Description of the task:
Find the word "trim" in the listing, and copy out each line where it turns up.

───

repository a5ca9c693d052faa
use color_eyre::{eyre::eyre, Result};
use serde::Deserialize;
use std::path::{Path, PathBuf};
use std::time::Duration;

use crate::cache::ReadOptions;
use crate::engine::EngineSettings;
use crate::persist::{PersistSettings, SqliteKeyStore};
use crate::retry::RetryPolicy;

#[derive(Debug, Clone, Default, Deserialize, PartialEq, Eq)]
#[serde(default)]
pub struct Config {
  pub server: ServerConfig,
  pub cache: CacheConfig,
  pub persistence: PersistenceConfig,
  pub retry: RetryConfig,
  pub connectivity: ConnectivityConfig,
}

#[derive(Debug, Clone, Deserialize, PartialEq, Eq)]
#[serde(default)]
pub struct ServerConfig {
  /// Base URL of the notes server
  pub url: String,
  pub request_timeout_secs: u64,
}

impl Default for ServerConfig {
  fn default() -> Self {
    Self {
      url: "http://localhost:3000".to_string(),
      request_timeout_secs: 10,
    }
  }
}

#[derive(Debug, Clone, Deserialize, PartialEq, Eq)]
#[serde(default)]
pub struct CacheConfig {
  pub stale_time_secs: u64,
  pub gc_time_secs: u64,
  pub gc_interval_secs: u64,
}

impl Default for CacheConfig {
  fn default() -> Self {
    Self {
      stale_time_secs: 300,
      gc_time_secs: 86_400,
      gc_interval_secs: 60,
    }
  }
}

#[derive(Debug, Clone, Deserialize, PartialEq, Eq)]
#[serde(default)]
pub struct PersistenceConfig {
  pub enabled: bool,
  /// SQLite file (default: $XDG_DATA_HOME/notesync/store.db)
  pub path: Option<PathBuf>,
  pub throttle_ms: u64,
  pub max_age_hours: u64,
}

impl Default for PersistenceConfig {
  fn default() -> Self {
    Self {
      enabled: true,
      path: None,
      throttle_ms: 1000,
      max_age_hours: 24,
    }
  }
}

#[derive(Debug, Clone, Deserialize, PartialEq, Eq)]
#[serde(default)]
pub struct RetryConfig {
  pub max_attempts: u32,
  pub base_delay_ms: u64,
  pub max_delay_ms: u64,
}

impl Default for RetryConfig {
  fn default() -> Self {
    Self {
      max_attempts: 3,
      base_delay_ms: 500,
      max_delay_ms: 8000,
    }
  }
}

#[derive(Debug, Clone, Deserialize, PartialEq, Eq)]
#[serde(default)]
pub struct ConnectivityConfig {
  pub probe_interval_secs: u64,
}

impl Default for ConnectivityConfig {
  fn default() -> Self {
    Self {
      probe_interval_secs: 5,
    }
  }
}

impl Config {
  /// Load configuration from file.
  ///
  /// Search order:
  /// 1. Explicit path if provided
  /// 2. ./notesync.yaml (current directory)
  /// 3. $XDG_CONFIG_HOME/notesync/config.yaml
  ///
  /// Without a file the defaults apply. `NOTESYNC_URL` overrides the
  /// server url either way.
  pub fn load(explicit_path: Option<&Path>) -> Result<Self> {
    let path = if let Some(p) = explicit_path {
      if p.exists() {
        Some(p.to_path_buf())
      } else {
        return Err(eyre!("Config file not found: {}", p.display()));
      }
    } else {
      Self::find_config_file()
    };

    let mut config = match path {
      Some(p) => Self::load_from_path(&p)?,
      None => Self::default(),
    };
    config.apply_overrides(std::env::var("NOTESYNC_URL").ok());
    config.validate()?;
    Ok(config)
  }

  fn find_config_file() -> Option<PathBuf> {
    // Check current directory
    let local = PathBuf::from("notesync.yaml");
    if local.exists() {
      return Some(local);
    }

    // Check XDG config directory
    if let Some(config_dir) = dirs::config_dir() {
      let xdg_path = config_dir.join("notesync").join("config.yaml");
      if xdg_path.exists() {
        return Some(xdg_path);
      }
    }

    None
  }

  fn load_from_path(path: &Path) -> Result<Self> {
    let contents = std::fs::read_to_string(path)
      .map_err(|e| eyre!("Failed to read config file {}: {}", path.display(), e))?;

    Self::parse(&contents).map_err(|e| eyre!("Failed to parse config file {}: {}", path.display(), e))
  }

  fn parse(contents: &str) -> Result<Self> {
    // An empty file is a valid, all-defaults config.
    if contents.trim().is_empty() {
      return Ok(Self::default());
    }
    Ok(serde_yaml::from_str(contents)?)
  }

  fn apply_overrides(&mut self, url: Option<String>) {
    if let Some(url) = url.filter(|u| !u.trim().is_empty()) {
      self.server.url = url;
    }
  }

  fn validate(&self) -> Result<()> {
    url::Url::parse(&self.server.url)
      .map_err(|e| eyre!("Invalid server url '{}': {}", self.server.url, e))?;
    if self.retry.max_attempts == 0 {
      return Err(eyre!("retry.max_attempts must be at least 1"));
    }
    Ok(())
  }

  pub fn request_timeout(&self) -> Duration {
    Duration::from_secs(self.server.request_timeout_secs)
  }

  /// Location of the local store.
  pub fn store_path(&self) -> Result<PathBuf> {
    match &self.persistence.path {
      Some(path) => Ok(path.clone()),
      None => SqliteKeyStore::default_path(),
    }
  }

  /// Engine tunables derived from this config.
  pub fn engine_settings(&self, offline: bool) -> EngineSettings {
    EngineSettings {
      read: ReadOptions::default()
        .with_stale_time(Duration::from_secs(self.cache.stale_time_secs))
        .with_gc_time(Duration::from_secs(self.cache.gc_time_secs)),
      gc_interval: Duration::from_secs(self.cache.gc_interval_secs.max(1)),
      retry: RetryPolicy {
        max_attempts: self.retry.max_attempts,
        base_delay: Duration::from_millis(self.retry.base_delay_ms),
        max_delay: Duration::from_millis(self.retry.max_delay_ms),
      },
      persist: PersistSettings {
        throttle: Duration::from_millis(self.persistence.throttle_ms),
        max_age: Duration::from_secs(self.persistence.max_age_hours * 60 * 60),
      },
      probe_interval: match self.connectivity.probe_interval_secs {
        0 => None,
        secs => Some(Duration::from_secs(secs)),
      },
      offline,
    }
  }

  /// Get a bearer token from the environment.
  ///
  /// Checks NOTESYNC_TOKEN; when set it takes precedence over the stored
  /// session for this process.
  pub fn get_token() -> Option<String> {
    std::env::var("NOTESYNC_TOKEN")
      .ok()
      .filter(|t| !t.is_empty())
  }

  /// Get the account password from environment variables.
  ///
  /// Checks NOTESYNC_PASSWORD.
  pub fn get_password() -> Result<String> {
    std::env::var("NOTESYNC_PASSWORD")
      .map_err(|_| eyre!("Password not found. Set NOTESYNC_PASSWORD or pass --password-stdin."))
  }
}
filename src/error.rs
//! Error taxonomy for the sync paths.
//!
//! Every gateway outcome that is not a 2xx is folded into a [`SyncError`].
//! The variant decides what the cache and the mutation coordinator do with
//! it: pause, roll back, retry or call the unauthorized hook.

use serde::{Deserialize, Serialize};
use thiserror::Error;

/// Classified failure of a read or a commit.
#[derive(Debug, Clone, Error, PartialEq, Eq, Serialize, Deserialize)]
pub enum SyncError {
  /// No HTTP response was received (status 0), or we are known to be offline.
  #[error("network unreachable: {0}")]
  Connectivity(String),

  /// The server rejected our credentials (401).
  #[error("unauthorized")]
  Unauthorized,

  /// The request was refused as invalid (4xx other than 401).
  #[error("{message}")]
  Validation { status: u16, message: String },

  /// The server failed (5xx). Eligible for bounded retry.
  #[error("server error ({status}): {message}")]
  Server { status: u16, message: String },

  /// The response arrived but its payload had an unexpected shape.
  #[error("invalid response: {0}")]
  Decode(String),
}

impl SyncError {
  /// Classify a gateway status code.
  pub fn from_status(status: u16, message: Option<String>) -> Self {
    let message = message.unwrap_or_else(|| default_message(status));
    match status {
      0 => Self::Connectivity(message),
      401 => Self::Unauthorized,
      500..=599 => Self::Server { status, message },
      _ => Self::Validation { status, message },
    }
  }

  /// Only server errors are retried automatically.
  pub fn is_retryable(&self) -> bool {
    matches!(self, Self::Server { .. })
  }

  pub fn is_connectivity(&self) -> bool {
    matches!(self, Self::Connectivity(_))
  }

  pub fn is_unauthorized(&self) -> bool {
    matches!(self, Self::Unauthorized)
  }

  /// The HTTP status this error was derived from (0 when none).
  pub fn status(&self) -> u16 {
    match self {
      Self::Connectivity(_) | Self::Decode(_) => 0,
      Self::Unauthorized => 401,
      Self::Validation { status, .. } | Self::Server { status, .. } => *status,
    }
  }
}

impl From<serde_json::Error> for SyncError {
  fn from(err: serde_json::Error) -> Self {
    Self::Decode(err.to_string())
  }
}

fn default_message(status: u16) -> String {
  match status {
    0 => "no response from server".to_string(),
    400 => "bad request".to_string(),
    401 => "unauthorized".to_string(),
    403 => "forbidden".to_string(),
    404 => "not found".to_string(),
    409 => "conflict".to_string(),
    _ => format!("request failed with status {}", status),
  }
}
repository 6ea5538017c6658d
mod settings;

pub use settings::*;
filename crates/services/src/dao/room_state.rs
use async_trait::async_trait;
use bson::{Bson, DateTime, Document, doc};
use liveroom_db::models::{
    CompositeRecordingState, CurrentMaterial, CurrentPolling, LessonMemberState, LessonPolling,
    LessonRoomState, MemberStateType, MemberStatesFilter, StateValue, WhiteboardZoomState,
};
use mongodb::{Client, ClientSession, Collection, Database};
use tracing::debug;

use super::base::{DaoError, DaoResult, map_write_error};
use crate::store::{RoomStateStore, StoreTx};

/// Room-state store backed by MongoDB multi-document transactions.
///
/// Requires a replica set or sharded cluster; standalone servers reject
/// `startTransaction`.
#[derive(Clone)]
pub struct MongoRoomStateStore {
    client: Client,
    room_states: Collection<LessonRoomState>,
    member_states: Collection<LessonMemberState>,
    pollings: Collection<LessonPolling>,
}

impl MongoRoomStateStore {
    pub fn new(db: &Database) -> Self {
        Self {
            client: db.client().clone(),
            room_states: db.collection(LessonRoomState::COLLECTION),
            member_states: db.collection(LessonMemberState::COLLECTION),
            pollings: db.collection(LessonPolling::COLLECTION),
        }
    }
}

#[async_trait]
impl RoomStateStore for MongoRoomStateStore {
    async fn begin(&self) -> DaoResult<Box<dyn StoreTx>> {
        let mut session = self.client.start_session().await?;
        session.start_transaction().await?;
        Ok(Box::new(MongoStoreTx {
            session,
            room_states: self.room_states.clone(),
            member_states: self.member_states.clone(),
            pollings: self.pollings.clone(),
        }))
    }
}

pub struct MongoStoreTx {
    session: ClientSession,
    room_states: Collection<LessonRoomState>,
    member_states: Collection<LessonMemberState>,
    pollings: Collection<LessonPolling>,
}

impl MongoStoreTx {
    async fn upsert_room_field(&mut self, lesson_id: &str, field: &str, value: Bson) -> DaoResult<()> {
        let now = DateTime::now();
        let mut set = doc! { "updated_at": now };
        set.insert(field, value);

        self.room_states
            .update_one(
                doc! { "lesson_id": lesson_id },
                doc! {
                    "$set": set,
                    "$setOnInsert": { "created_at": now },
                },
            )
            .upsert(true)
            .session(&mut self.session)
            .await
            .map_err(map_write_error)?;

        debug!(lesson_id, field, "Upserted room state field");
        Ok(())
    }

    async fn upsert_member(
        &mut self,
        lesson_id: &str,
        user_id: &str,
        state_type: MemberStateType,
        value: &StateValue,
    ) -> DaoResult<()> {
        let now = DateTime::now();
        self.member_states
            .update_one(
                doc! {
                    "lesson_id": lesson_id,
                    "user_id": user_id,
                    "state_type": state_type.as_str(),
                },
                doc! {
                    "$set": member_value_doc(value, now),
                    "$setOnInsert": { "created_at": now },
                },
            )
            .upsert(true)
            .session(&mut self.session)
            .await
            .map_err(map_write_error)?;
        Ok(())
    }
}

fn member_value_doc(value: &StateValue, now: DateTime) -> Document {
    doc! {
        "bool_value": value.bool_value,
        "string_array_value": value.string_array_value.clone(),
        "updated_at": now,
    }
}

fn filter_doc(filter: &MemberStatesFilter) -> Document {
    let mut doc = Document::new();
    if let Some(lesson_id) = &filter.lesson_id {
        doc.insert("lesson_id", lesson_id.as_str());
    }
    if let Some(user_id) = &filter.user_id {
        doc.insert("user_id", user_id.as_str());
    }
    if let Some(state_type) = filter.state_type {
        doc.insert("state_type", state_type.as_str());
    }
    doc
}

#[async_trait]
impl StoreTx for MongoStoreTx {
    async fn get_room_state(&mut self, lesson_id: &str) -> DaoResult<Option<LessonRoomState>> {
        Ok(self
            .room_states
            .find_one(doc! { "lesson_id": lesson_id })
            .session(&mut self.session)
            .await?)
    }

    async fn upsert_current_polling(
        &mut self,
        lesson_id: &str,
        polling: Option<&CurrentPolling>,
    ) -> DaoResult<()> {
        let value = bson::to_bson(&polling)?;
        self.upsert_room_field(lesson_id, "current_polling", value).await
    }

    async fn upsert_current_material(
        &mut self,
        lesson_id: &str,
        material: Option<&CurrentMaterial>,
    ) -> DaoResult<()> {
        let value = bson::to_bson(&material)?;
        self.upsert_room_field(lesson_id, "current_material", value).await
    }

    async fn upsert_whiteboard_zoom_state(
        &mut self,
        lesson_id: &str,
        zoom: &WhiteboardZoomState,
    ) -> DaoResult<()> {
        let value = bson::to_bson(zoom)?;
        self.upsert_room_field(lesson_id, "whiteboard_zoom_state", value).await
    }

    async fn set_spotlight(&mut self, lesson_id: &str, user_id: Option<&str>) -> DaoResult<()> {
        let value = user_id.map_or(Bson::Null, |id| Bson::String(id.to_string()));
        self.upsert_room_field(lesson_id, "spotlighted_user", value).await
    }

    async fn upsert_recording_state(
        &mut self,
        lesson_id: &str,
        recording: Option<&CompositeRecordingState>,
    ) -> DaoResult<()> {
        let value = bson::to_bson(&recording)?;
        self.upsert_room_field(lesson_id, "recording", value).await
    }

    async fn upsert_session_time(&mut self, lesson_id: &str, at: DateTime) -> DaoResult<()> {
        self.upsert_room_field(lesson_id, "session_time", Bson::DateTime(at)).await
    }

    async fn get_member_states(
        &mut self,
        filter: &MemberStatesFilter,
    ) -> DaoResult<Vec<LessonMemberState>> {
        let mut cursor = self
            .member_states
            .find(filter_doc(filter))
            .sort(doc! { "user_id": 1 })
            .session(&mut self.session)
            .await?;

        let mut results = Vec::new();
        while let Some(state) = cursor.next(&mut self.session).await {
            results.push(state?);
        }
        Ok(results)
    }

    async fn upsert_member_state(&mut self, state: &LessonMemberState) -> DaoResult<()> {
        self.upsert_member(&state.lesson_id, &state.user_id, state.state_type, &state.value())
            .await
    }

    async fn upsert_all_member_states_by_type(
        &mut self,
        lesson_id: &str,
        state_type: MemberStateType,
        value: &StateValue,
    ) -> DaoResult<()> {
        let result = self
            .member_states
            .update_many(
                doc! { "lesson_id": lesson_id, "state_type": state_type.as_str() },
                doc! { "$set": member_value_doc(value, DateTime::now()) },
            )
            .session(&mut self.session)
            .await?;

        debug!(
            lesson_id,
            state_type = state_type.as_str(),
            rows = result.matched_count,
            "Reset member states"
        );
        Ok(())
    }

    async fn upsert_multi_member_states(
        &mut self,
        lesson_id: &str,
        state_type: MemberStateType,
        user_ids: &[String],
        value: &StateValue,
    ) -> DaoResult<()> {
        for user_id in user_ids {
            self.upsert_member(lesson_id, user_id, state_type, value).await?;
        }
        Ok(())
    }

    async fn create_polling(&mut self, polling: &LessonPolling) -> DaoResult<()> {
        self.pollings
            .insert_one(polling)
            .session(&mut self.session)
            .await
            .map_err(map_write_error)?;
        Ok(())
    }

    async fn commit(mut self: Box<Self>) -> DaoResult<()> {
        self.session
            .commit_transaction()
            .await
            .map_err(|e| DaoError::Transaction(e.to_string()))
    }

    async fn rollback(mut self: Box<Self>) -> DaoResult<()> {
        self.session
            .abort_transaction()
            .await
            .map_err(|e| DaoError::Transaction(e.to_string()))
    }
}
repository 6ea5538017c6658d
use futures::future::join_all;
use liveroom_db::models::MemberStateType;
use liveroom_services::StoreOp;
use liveroom_services::live_room::{CommandKind, LiveRoomError};

use crate::fixtures::test_room::{LEARNER_A, LEARNER_B, OUTSIDER, TEACHER, TestRoom};

fn hands_up(user_id: &str, value: bool) -> CommandKind {
    CommandKind::UpdateHandsUp {
        user_id: user_id.to_string(),
        value,
    }
}

fn flag(room: &TestRoom, user_id: &str, state_type: MemberStateType) -> Option<bool> {
    room.member_state(user_id, state_type).map(|s| s.bool_value)
}

#[tokio::test]
async fn learner_raises_and_lowers_own_hand() {
    let room = TestRoom::spawn();

    room.run(LEARNER_A, hands_up(LEARNER_A, true)).await.unwrap();
    assert_eq!(flag(&room, LEARNER_A, MemberStateType::HandsUp), Some(true));

    room.run(LEARNER_A, hands_up(LEARNER_A, false)).await.unwrap();
    assert_eq!(flag(&room, LEARNER_A, MemberStateType::HandsUp), Some(false));
}

#[tokio::test]
async fn failed_hand_write_names_the_member() {
    let room = TestRoom::spawn();
    room.store.fail_on(StoreOp::UpsertMemberState);

    let err = room.run(LEARNER_A, hands_up(LEARNER_A, true)).await.unwrap_err();
    match &err {
        LiveRoomError::Store { lesson_id, user_id, .. } => {
            assert_eq!(lesson_id, &room.lesson_id);
            assert_eq!(user_id.as_deref(), Some(LEARNER_A));
        }
        other => panic!("unexpected error: {other}"),
    }
    assert!(err.to_string().contains(LEARNER_A));
    assert!(room.member_state(LEARNER_A, MemberStateType::HandsUp).is_none());
}

#[tokio::test]
async fn learner_cannot_touch_another_hand() {
    let room = TestRoom::spawn();

    let err = room.run(LEARNER_A, hands_up(LEARNER_B, true)).await.unwrap_err();
    assert!(err.is_permission_denied());
    assert!(room.member_state(LEARNER_B, MemberStateType::HandsUp).is_none());
}

#[tokio::test]
async fn fold_hand_all_lowers_every_existing_hand() {
    let room = TestRoom::spawn();
    room.run(LEARNER_A, hands_up(LEARNER_A, true)).await.unwrap();
    room.run(LEARNER_B, hands_up(LEARNER_B, true)).await.unwrap();

    room.teacher(CommandKind::FoldHandAll).await.unwrap();

    assert_eq!(flag(&room, LEARNER_A, MemberStateType::HandsUp), Some(false));
    assert_eq!(flag(&room, LEARNER_B, MemberStateType::HandsUp), Some(false));
    assert!(room.member_state(OUTSIDER, MemberStateType::HandsUp).is_none());
}

#[tokio::test]
async fn teacher_folds_a_single_hand() {
    let room = TestRoom::spawn();
    room.run(LEARNER_A, hands_up(LEARNER_A, true)).await.unwrap();
    room.run(LEARNER_B, hands_up(LEARNER_B, true)).await.unwrap();

    room.run(TEACHER, hands_up(LEARNER_B, false)).await.unwrap();

    assert_eq!(flag(&room, LEARNER_A, MemberStateType::HandsUp), Some(true));
    assert_eq!(flag(&room, LEARNER_B, MemberStateType::HandsUp), Some(false));
}

#[tokio::test]
async fn annotation_updates_only_listed_users() {
    let room = TestRoom::spawn();

    room.teacher(CommandKind::UpdateAnnotation {
        user_ids: vec![LEARNER_A.into()],
        value: true,
    })
    .await
    .unwrap();

    assert_eq!(flag(&room, LEARNER_A, MemberStateType::Annotation), Some(true));
    assert!(room.member_state(LEARNER_B, MemberStateType::Annotation).is_none());

    room.teacher(CommandKind::UpdateAnnotation {
        user_ids: vec![LEARNER_A.into(), LEARNER_B.into()],
        value: true,
    })
    .await
    .unwrap();
    room.teacher(CommandKind::DisableAllAnnotation).await.unwrap();

    assert_eq!(flag(&room, LEARNER_A, MemberStateType::Annotation), Some(false));
    assert_eq!(flag(&room, LEARNER_B, MemberStateType::Annotation), Some(false));
}

#[tokio::test]
async fn empty_user_list_is_a_no_op() {
    let room = TestRoom::spawn();

    room.teacher(CommandKind::UpdateChat {
        user_ids: Vec::new(),
        value: false,
    })
    .await
    .unwrap();

    assert!(room.member_state(LEARNER_A, MemberStateType::Chat).is_none());
}

#[tokio::test]
async fn reset_all_chat_enables_chat_again() {
    let room = TestRoom::spawn();
    room.teacher(CommandKind::UpdateChat {
        user_ids: vec![LEARNER_A.into(), LEARNER_B.into()],
        value: false,
    })
    .await
    .unwrap();
    assert_eq!(flag(&room, LEARNER_B, MemberStateType::Chat), Some(false));

    room.teacher(CommandKind::ResetAllChat).await.unwrap();

    assert_eq!(flag(&room, LEARNER_A, MemberStateType::Chat), Some(true));
    assert_eq!(flag(&room, LEARNER_B, MemberStateType::Chat), Some(true));
}

#[tokio::test]
async fn concurrent_commands_on_different_rows_all_land() {
    let room = TestRoom::spawn();

    let results = join_all([
        room.run(LEARNER_A, hands_up(LEARNER_A, true)),
        room.run(LEARNER_B, hands_up(LEARNER_B, true)),
    ])
    .await;
    assert!(results.iter().all(Result::is_ok));

    assert_eq!(flag(&room, LEARNER_A, MemberStateType::HandsUp), Some(true));
    assert_eq!(flag(&room, LEARNER_B, MemberStateType::HandsUp), Some(true));
}
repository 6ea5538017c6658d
use std::sync::Arc;

use futures::future::BoxFuture;
use liveroom_config::LiveRoomSettings;
use liveroom_db::models::VirtualLesson;
use tracing::{debug, warn};

use super::collaborators::{LessonReader, MediaLookup, UserRoleLookup};
use super::command::{CommandKind, StateModifyCommand};
use super::error::{LiveRoomError, LiveRoomResult, StoreContext};
use super::handlers;
use super::permission::CommandPermissionChecker;
use crate::dao::base::DaoError;
use crate::store::{RoomStateStore, StoreTx};

/// Resolves commands to their handlers and runs them inside a transaction.
pub struct CommandDispatcher {
    pub(crate) store: Arc<dyn RoomStateStore>,
    pub(crate) lessons: Arc<dyn LessonReader>,
    pub(crate) users: Arc<dyn UserRoleLookup>,
    pub(crate) media: Arc<dyn MediaLookup>,
    pub(crate) settings: LiveRoomSettings,
}

impl CommandDispatcher {
    pub fn new(
        store: Arc<dyn RoomStateStore>,
        lessons: Arc<dyn LessonReader>,
        users: Arc<dyn UserRoleLookup>,
        media: Arc<dyn MediaLookup>,
        settings: LiveRoomSettings,
    ) -> Self {
        Self {
            store,
            lessons,
            users,
            media,
            settings,
        }
    }

    pub async fn virtual_lesson(&self, lesson_id: &str) -> LiveRoomResult<VirtualLesson> {
        match self.lessons.get_virtual_lesson(lesson_id).await {
            Ok(lesson) => Ok(lesson),
            Err(DaoError::NotFound) => Err(LiveRoomError::LessonNotFound(lesson_id.to_string())),
            Err(e) => Err(e).store_context("LessonReader.get_virtual_lesson", lesson_id),
        }
    }

    pub async fn permission_checker(&self, lesson_id: &str) -> LiveRoomResult<CommandPermissionChecker> {
        let lesson = self.virtual_lesson(lesson_id).await?;
        Ok(CommandPermissionChecker::new(lesson, Arc::clone(&self.users)))
    }

    /// Authorizes the commander against the lesson, then dispatches.
    pub async fn check_permission_and_dispatch(&self, command: &StateModifyCommand) -> LiveRoomResult<()> {
        let checker = self.permission_checker(&command.lesson_id).await?;
        checker.check(command).await?;
        self.dispatch(command).await
    }

    /// Runs the command in a new transaction, committing on success and
    /// rolling back on any error.
    pub async fn dispatch(&self, command: &StateModifyCommand) -> LiveRoomResult<()> {
        let lesson_id = command.lesson_id.as_str();
        let mut tx = self
            .store
            .begin()
            .await
            .store_context("RoomStateStore.begin", lesson_id)?;

        match self.dispatch_with_transaction(tx.as_mut(), command).await {
            Ok(()) => tx.commit().await.store_context("StoreTx.commit", lesson_id),
            Err(err) => {
                if let Err(rollback_err) = tx.rollback().await {
                    warn!(lesson_id, command = command.name(), %rollback_err, "Rollback failed");
                }
                Err(err)
            }
        }
    }

    /// Runs the command inside a transaction owned by the caller. Nothing is
    /// committed or rolled back here.
    pub fn dispatch_with_transaction<'a>(
        &'a self,
        tx: &'a mut dyn StoreTx,
        command: &'a StateModifyCommand,
    ) -> BoxFuture<'a, LiveRoomResult<()>> {
        Box::pin(async move {
            debug!(
                lesson_id = %command.lesson_id,
                commander_id = %command.commander_id,
                command = command.name(),
                "Dispatching command"
            );

            match &command.kind {
                CommandKind::ShareMaterial(material) => {
                    handlers::material::share_material(self, tx, command, material.as_ref()).await
                }
                CommandKind::StopSharingMaterial => {
                    handlers::material::stop_sharing_material(self, tx, command).await
                }
                CommandKind::UpdateHandsUp { user_id, value } => {
                    handlers::member::update_hands_up(tx, command, user_id, *value).await
                }
                CommandKind::FoldHandAll => handlers::member::fold_hand_all(tx, command).await,
                CommandKind::UpdateAnnotation { user_ids, value } => {
                    handlers::member::update_annotation(tx, command, user_ids, *value).await
                }
                CommandKind::DisableAllAnnotation => {
                    handlers::member::disable_all_annotation(tx, command).await
                }
                CommandKind::UpdateChat { user_ids, value } => {
                    handlers::member::update_chat(tx, command, user_ids, *value).await
                }
                CommandKind::ResetAllChat => handlers::member::reset_all_chat(tx, command).await,
                CommandKind::StartPolling { question, options } => {
                    handlers::polling::start_polling(self, tx, command, question, options).await
                }
                CommandKind::StopPolling => handlers::polling::stop_polling(tx, command).await,
                CommandKind::SharePolling { is_shared } => {
                    handlers::polling::share_polling(tx, command, *is_shared).await
                }
                CommandKind::EndPolling => handlers::polling::end_polling(tx, command).await,
                CommandKind::SubmitPollingAnswer { user_id, answers } => {
                    handlers::polling::submit_polling_answer(tx, command, user_id, answers).await
                }
                CommandKind::ResetPolling => handlers::polling::reset_polling(tx, command).await,
                CommandKind::Spotlight { user_id } => {
                    handlers::room::spotlight(tx, command, user_id.as_deref()).await
                }
                CommandKind::WhiteboardZoomState(zoom) => {
                    handlers::room::whiteboard_zoom_state(tx, command, zoom).await
                }
                CommandKind::UpsertSessionTime => handlers::room::upsert_session_time(tx, command).await,
                CommandKind::RequestRecording => handlers::room::request_recording(tx, command).await,
                CommandKind::StopRecording => handlers::room::stop_recording(tx, command).await,
                CommandKind::ClearRecording => handlers::room::clear_recording(tx, command).await,
                CommandKind::ResetAllStates => handlers::reset::reset_all_states(self, tx, command).await,
            }
        })
    }
}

───

Expected answer:
    if contents.trim().is_empty() {
    if let Some(url) = url.filter(|u| !u.trim().is_empty()) {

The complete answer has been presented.